Puchai called Android "the most popular operating system in the world," with more than more than 900 million activations this year. That's up from 100 million last year, he said.
"Google I/O is all about you, and we're here to show that we're listening, because we really want you to thrive," added Hugo Barra, product manager in Google's Android group.
Barra unveiled a new IDE called Android Studio, which is based on the community edition of the IntelliJ IDEA from Jetbrains. Among other features, the IDE provides a live layout rendering, which allows for multi-configuration editing (you can see how the layout looks on different screen sizes). The demo showed an app layout on several screen sizes, including a 3.7-inch phone and a 10-inch tablet.

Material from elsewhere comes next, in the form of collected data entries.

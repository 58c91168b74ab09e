//! # LS8 Opcode Definitions
//!
//! This module defines the opcode byte for every LS8 instruction.
//!
//! ## Opcode Encoding
//!
//! Each opcode byte is laid out `AABCDDDD`:
//! - `AA` - number of operand bytes (0-2)
//! - `B` - 1 when the operation is handled by the ALU
//! - `C` - 1 when the instruction writes PC itself
//! - `DDDD` - instruction identifier
//!
//! Decoding goes through the table below; the `AA`/`B`/`C` bits are a
//! structural property of the values and are pinned by tests.

use serde::{Deserialize, Serialize};

/// Instruction opcode (one byte, encoded `AABCDDDD`)
#[repr(u8)]
#[derive(Clone, Copy, Debug, PartialEq, Eq, Hash, Serialize, Deserialize)]
pub enum Opcode {
    // ========== Control (0x01-0x11) ==========
    /// HLT: stop execution
    Hlt = 0x01,
    /// RET: PC = pop()
    Ret = 0x11,

    // ========== Stack and output (0x45-0x47) ==========
    /// PUSH: push(reg[a])
    Push = 0x45,
    /// POP: reg[a] = pop()
    Pop = 0x46,
    /// PRN: print reg[a] in decimal
    Prn = 0x47,

    // ========== Subroutines and jumps (0x50-0x5A) ==========
    /// CALL: push(PC + 2); PC = reg[a]
    Call = 0x50,
    /// JMP: PC = reg[a]
    Jmp = 0x54,
    /// JEQ: if E: PC = reg[a]
    Jeq = 0x55,
    /// JNE: if !E: PC = reg[a]
    Jne = 0x56,
    /// JGT: if G: PC = reg[a]
    Jgt = 0x57,
    /// JLT: if L: PC = reg[a]
    Jlt = 0x58,
    /// JGE: if G or E: PC = reg[a]
    Jge = 0x5A,

    // ========== Immediate (0x82) ==========
    /// LDI: reg[a] = immediate
    Ldi = 0x82,

    // ========== ALU (0xA0-0xAB) ==========
    /// ADD: reg[a] += reg[b]
    Add = 0xA0,
    /// SUB: reg[a] -= reg[b]
    Sub = 0xA1,
    /// MUL: reg[a] *= reg[b]
    Mul = 0xA2,
    /// DIV: reg[a] /= reg[b]
    Div = 0xA3,
    /// MOD: reg[a] %= reg[b]
    Mod = 0xA4,
    /// CMP: FL = compare(reg[a], reg[b])
    Cmp = 0xA7,
    /// AND: reg[a] &= reg[b]
    And = 0xA8,
    /// XOR: reg[a] ^= reg[b]
    Xor = 0xAB,
}

impl Opcode {
    /// Every defined opcode
    pub const ALL: [Self; 21] = [
        Opcode::Hlt,
        Opcode::Ret,
        Opcode::Push,
        Opcode::Pop,
        Opcode::Prn,
        Opcode::Call,
        Opcode::Jmp,
        Opcode::Jeq,
        Opcode::Jne,
        Opcode::Jgt,
        Opcode::Jlt,
        Opcode::Jge,
        Opcode::Ldi,
        Opcode::Add,
        Opcode::Sub,
        Opcode::Mul,
        Opcode::Div,
        Opcode::Mod,
        Opcode::Cmp,
        Opcode::And,
        Opcode::Xor,
    ];

    /// Try to convert from u8
    ///
    /// 0x00 is deliberately not an opcode: executing zeroed memory is an
    /// unknown-instruction fault, not a no-op.
    pub fn from_u8(value: u8) -> Option<Self> {
        match value {
            // Control
            0x01 => Some(Opcode::Hlt),
            0x11 => Some(Opcode::Ret),

            // Stack and output
            0x45 => Some(Opcode::Push),
            0x46 => Some(Opcode::Pop),
            0x47 => Some(Opcode::Prn),

            // Subroutines and jumps
            0x50 => Some(Opcode::Call),
            0x54 => Some(Opcode::Jmp),
            0x55 => Some(Opcode::Jeq),
            0x56 => Some(Opcode::Jne),
            0x57 => Some(Opcode::Jgt),
            0x58 => Some(Opcode::Jlt),
            0x5A => Some(Opcode::Jge),

            // Immediate
            0x82 => Some(Opcode::Ldi),

            // ALU
            0xA0 => Some(Opcode::Add),
            0xA1 => Some(Opcode::Sub),
            0xA2 => Some(Opcode::Mul),
            0xA3 => Some(Opcode::Div),
            0xA4 => Some(Opcode::Mod),
            0xA7 => Some(Opcode::Cmp),
            0xA8 => Some(Opcode::And),
            0xAB => Some(Opcode::Xor),

            _ => None,
        }
    }

    /// Convert to u8
    #[inline]
    pub const fn to_u8(self) -> u8 {
        self as u8
    }

    /// Number of operand bytes following the opcode (the `AA` bits)
    #[inline]
    pub const fn operand_count(self) -> u8 {
        (self as u8) >> 6
    }

    /// Check if the ALU handles this operation (the `B` bit)
    #[inline]
    pub const fn is_alu(self) -> bool {
        (self as u8) & 0b0010_0000 != 0
    }

    /// Check if the instruction writes PC itself (the `C` bit)
    #[inline]
    pub const fn sets_pc(self) -> bool {
        (self as u8) & 0b0001_0000 != 0
    }

    pub fn mnemonic(self) -> &'static str {
        match self {
            Opcode::Hlt => "HLT",
            Opcode::Ret => "RET",
            Opcode::Push => "PUSH",
            Opcode::Pop => "POP",
            Opcode::Prn => "PRN",
            Opcode::Call => "CALL",
            Opcode::Jmp => "JMP",
            Opcode::Jeq => "JEQ",
            Opcode::Jne => "JNE",
            Opcode::Jgt => "JGT",
            Opcode::Jlt => "JLT",
            Opcode::Jge => "JGE",
            Opcode::Ldi => "LDI",
            Opcode::Add => "ADD",
            Opcode::Sub => "SUB",
            Opcode::Mul => "MUL",
            Opcode::Div => "DIV",
            Opcode::Mod => "MOD",
            Opcode::Cmp => "CMP",
            Opcode::And => "AND",
            Opcode::Xor => "XOR",
        }
    }
}

impl std::fmt::Display for Opcode {
    fn fmt(&self, f: &mut std::fmt::Formatter<'_>) -> std::fmt::Result {
        write!(f, "{}", self.mnemonic())
    }
}
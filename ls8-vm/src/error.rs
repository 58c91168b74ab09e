//! Runtime error types

use ls8_isa::Opcode;
use thiserror::Error;

#[derive(Debug, Error)]
pub enum VmError {
    #[error("Unknown instruction {opcode:#04x} at address {pc:#04x}")]
    UnknownInstruction { opcode: u8, pc: u16 },

    #[error("Memory access out of bounds: address {address:#06x}")]
    OutOfBounds { address: u16 },

    #[error("Invalid register index {index} at address {pc:#04x} (valid range: 0-7)")]
    InvalidRegister { index: u8, pc: u16 },

    #[error("Division by zero at address {pc:#04x}")]
    DivisionByZero { pc: u16 },

    #[error("Unsupported ALU operation {opcode} at address {pc:#04x}")]
    UnsupportedOperation { opcode: Opcode, pc: u16 },

    #[error("Stack overflow at address {pc:#04x}")]
    StackOverflow { pc: u16 },

    #[error("Stack underflow at address {pc:#04x}")]
    StackUnderflow { pc: u16 },

    #[error("I/O error: {0}")]
    Io(#[from] std::io::Error),
}

pub type Result<T> = std::result::Result<T, VmError>;

impl VmError {
    /// Process exit status for this failure
    ///
    /// Each kind has its own stable status so scripts can tell faults
    /// apart without parsing stderr.
    pub fn exit_code(&self) -> i32 {
        match self {
            VmError::UnknownInstruction { .. } => 70,
            VmError::OutOfBounds { .. } | VmError::InvalidRegister { .. } => 71,
            VmError::DivisionByZero { .. } => 72,
            VmError::UnsupportedOperation { .. } => 73,
            VmError::StackOverflow { .. } => 74,
            VmError::StackUnderflow { .. } => 75,
            VmError::Io(_) => 76,
        }
    }
}
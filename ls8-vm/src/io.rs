//! Output handling

use crate::error::Result;
use std::io::Write;

/// Collects PRN output
///
/// Every printed value is recorded in order; when a sink is attached it
/// also receives the value immediately, as a decimal line. The CLI
/// attaches stdout, tests read the record back.
pub struct OutputHandler {
    printed: Vec<u8>,
    sink: Option<Box<dyn Write>>,
}

impl OutputHandler {
    pub fn new() -> Self {
        OutputHandler {
            printed: Vec::new(),
            sink: None,
        }
    }

    /// Output handler that writes through to `sink`
    pub fn with_sink(sink: Box<dyn Write>) -> Self {
        OutputHandler {
            printed: Vec::new(),
            sink: Some(sink),
        }
    }

    /// Print one value: decimal, one per line
    pub fn print(&mut self, value: u8) -> Result<()> {
        if let Some(sink) = self.sink.as_mut() {
            writeln!(sink, "{}", value)?;
        }
        self.printed.push(value);
        Ok(())
    }

    /// Values printed so far, in order
    pub fn printed(&self) -> &[u8] {
        &self.printed
    }
}

impl Default for OutputHandler {
    fn default() -> Self {
        Self::new()
    }
}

Google has "big plans" for Android Studio, said the company.
Barra also offered attendees previews of several new developer tools and services, including three new location APIs for Google Play Services, a three-month-old "layer" built and managed by the company on top of the Android platform. This layer includes several APIs the company uses to build its own apps (Google Maps, for example). The Google Maps Android API v.2 was the first API launched as part of Google Play Services; Google+ Sign-In was introduced a few months ago.
The three new location APIs announced at the show include: Fused Location Provider, which uses a phone's sensors and reduces the drain on the battery; Geofencing, which triggers a response when entering or exiting a designated area; and Activity Recognition, which uses the data from the phone's accelerometer to track a user's activities -- walking, cycling or driving -- without using the GPS.
Barra told attendees that Google Play has just passed the 48 billion-app-install mark.
Barra also announced a new family of APIs for game developers, called Google Play Game Services. These include Cloud Save, which saves user data across devices (player progression, game state, etc.); Achievements (virtual trophy walls); and Leader Boards, which uses the Google+ social network's Circles feature to connect players.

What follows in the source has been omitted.